Welchen Einfluss haben externe Faktoren wie die Flüchtlingskrise und der syrische Bürgerkrieg auf die Isolation oder Öffnung des Iran?
Das ist schwierig zu sagen. Irans Regierung sieht diesen Krieg in Syrien für das eigene Land als einen existentiellen Krieg gegen extremistische Sunniten an. Nach der Lesart: Wenn wir den Islamischen Staat und andere Extremistengruppen nicht in Syrien stoppen, müssen wir sie im eigenen Land bekämpfen. Und da es eine große Kriegsangst gibt, ist auch ein Großteil der Iraner geneigt, die Sichtweise des Regimes zu übernehmen und sich ansonsten um das Ganze nicht viel zu kümmern. Solange sich die Iraner tatsächlich vom Westen – oder auch von Israel – bedroht fühlen, sind sie immer noch bereit, bestimmte Dinge eher hinzunehmen, als wenn das nicht der Fall wäre.

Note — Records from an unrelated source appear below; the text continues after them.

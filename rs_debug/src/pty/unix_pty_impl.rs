use std::os::fd::{AsFd, AsRawFd, BorrowedFd, OwnedFd};

use nix::pty::{Winsize, openpty};
use nix::sys::termios::Termios;
use tracing::{debug, info, warn};

use crate::pty::pty_trait::{PtyError, ResizablePty, TerminalSize};
use crate::pty::termios::TermAttrs;

/// Master/slave pseudo-terminal pair backed by `openpty(3)`
#[derive(Debug)]
pub struct UnixPty {
    master: OwnedFd,
    slave: OwnedFd,
}

impl UnixPty {
    pub fn open() -> Result<Self, PtyError> {
        let pair = openpty(None::<&Winsize>, None::<&Termios>).map_err(PtyError::Open)?;
        info!(
            "UnixPty: allocated pty pair (master fd {}, slave fd {})",
            pair.master.as_raw_fd(),
            pair.slave.as_raw_fd()
        );
        Ok(Self {
            master: pair.master,
            slave: pair.slave,
        })
    }

    pub fn master(&self) -> BorrowedFd<'_> {
        self.master.as_fd()
    }

    pub fn slave(&self) -> BorrowedFd<'_> {
        self.slave.as_fd()
    }

    /// Copy the line-discipline settings of a remote terminal onto the slave
    pub fn set_tty_attrs(&self, attrs: &TermAttrs) -> Result<(), PtyError> {
        attrs.apply(&self.slave)?;
        debug!(
            "UnixPty: applied terminal attributes (echo: {}, canonical: {})",
            attrs.echo_enabled(),
            attrs.canonical()
        );
        Ok(())
    }

    pub fn tty_attrs(&self) -> Result<TermAttrs, PtyError> {
        TermAttrs::capture(&self.slave)
    }

    /// Make the slave the controlling terminal of the calling process' session.
    ///
    /// Only succeeds for a session leader without a controlling terminal;
    /// the terminal is never stolen from another session.
    pub fn make_controlling_terminal(&self) -> Result<(), PtyError> {
        // SAFETY: the slave fd is owned by self and open for the duration of the call;
        // TIOCSCTTY with argument 0 does not read or write user memory.
        let ret = unsafe { libc::ioctl(self.slave.as_raw_fd(), libc::TIOCSCTTY as _, 0) };
        if ret == -1 {
            return Err(PtyError::ControllingTerminal(nix::Error::last()));
        }
        info!("UnixPty: slave is now the controlling terminal");
        Ok(())
    }

    /// Hand out the master and slave descriptors separately
    pub fn into_parts(self) -> (OwnedFd, OwnedFd) {
        (self.master, self.slave)
    }
}

impl ResizablePty for UnixPty {
    fn resize(&self, size: TerminalSize) -> Result<(), PtyError> {
        set_window_size(&self.master, size)
    }

    fn size(&self) -> Result<TerminalSize, PtyError> {
        window_size(&self.master)
    }
}

/// The master side of a PTY once it has been split from its slave.
///
/// Resizing through the master is how the remote window size reaches
/// programs reading the slave.
#[derive(Debug)]
pub struct MasterHandle {
    fd: OwnedFd,
}

impl MasterHandle {
    pub fn new(fd: OwnedFd) -> Self {
        Self { fd }
    }

    /// Duplicate the descriptor so the handle can live next to the owner of the master
    pub fn try_clone_from<Fd: AsFd>(fd: Fd) -> Result<Self, PtyError> {
        Ok(Self::new(fd.as_fd().try_clone_to_owned()?))
    }
}

impl AsFd for MasterHandle {
    fn as_fd(&self) -> BorrowedFd<'_> {
        self.fd.as_fd()
    }
}

impl ResizablePty for MasterHandle {
    fn resize(&self, size: TerminalSize) -> Result<(), PtyError> {
        set_window_size(&self.fd, size)
    }

    fn size(&self) -> Result<TerminalSize, PtyError> {
        window_size(&self.fd)
    }
}

/// Query the window size of the terminal behind `fd` (TIOCGWINSZ)
pub fn window_size<Fd: AsFd>(fd: Fd) -> Result<TerminalSize, PtyError> {
    let mut winsize = Winsize {
        ws_row: 0,
        ws_col: 0,
        ws_xpixel: 0,
        ws_ypixel: 0,
    };
    // SAFETY: winsize is a valid, writable libc::winsize for the kernel to fill in.
    let ret = unsafe {
        libc::ioctl(
            fd.as_fd().as_raw_fd(),
            libc::TIOCGWINSZ as _,
            &mut winsize as *mut Winsize,
        )
    };
    if ret == -1 {
        return Err(PtyError::Sys(nix::Error::last()));
    }
    Ok(TerminalSize::new(winsize.ws_row, winsize.ws_col))
}

/// Set the window size of the terminal behind `fd` (TIOCSWINSZ)
pub fn set_window_size<Fd: AsFd>(fd: Fd, size: TerminalSize) -> Result<(), PtyError> {
    if !size.is_valid() {
        warn!("Refusing to resize terminal to {}", size);
        return Err(PtyError::InvalidSize(size));
    }
    let winsize = Winsize {
        ws_row: size.rows,
        ws_col: size.cols,
        ws_xpixel: 0,
        ws_ypixel: 0,
    };
    // SAFETY: winsize is a valid libc::winsize that outlives the call; the kernel only reads it.
    let ret = unsafe {
        libc::ioctl(
            fd.as_fd().as_raw_fd(),
            libc::TIOCSWINSZ as _,
            &winsize as *const Winsize,
        )
    };
    if ret == -1 {
        return Err(PtyError::ResizeFailed(nix::Error::last().to_string()));
    }
    debug!("Terminal resized to {}", size);
    Ok(())
}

Haben die Flüchtlingsströme einen Einfluss auf eine Öffnung oder Abschottung des Iran?
Syrische Flüchtlinge gehen ja kaum nach Iran. Es gibt nach wie vor sehr viele afghanische Flüchtlinge, bis zu drei Millionen, die Zahlen schwanken. Da wird Iran sogar von den Vereinten Nationen für seine Flüchtlingspolitik gelobt – das ist das eine. Auf der anderen Seite trägt Iran in Syrien dazu bei, dass die Menschen von dort nach Europa flüchten. Zugleich sind viele junge Leute aus Iran weggegangen. Rohani möchte diesen „Braindrain“ stoppen und hat sogar Exil-Iraner aufgerufen, zurückzukommen, weil er sie für den weiteren Aufbau Irans im Land haben möchte. Aber solange es für Exil-Iraner noch nicht sicher ist, zurückzukommen – weil einige auch verhaftet wurden – ist das natürlich eine Aufforderung, der nicht viele folgen.

Frau Wiedemann, wir danken Ihnen für das Gespräch.

Das Interview führte Frank.

Charlotte Wiedemann ist Journalistin und Autorin. Über Iran schrieb sie u.a. für Die Zeit, die Geo und Le Monde Diplomatique. Ihr Buch Der neue Iran ist bei dtv erschienen.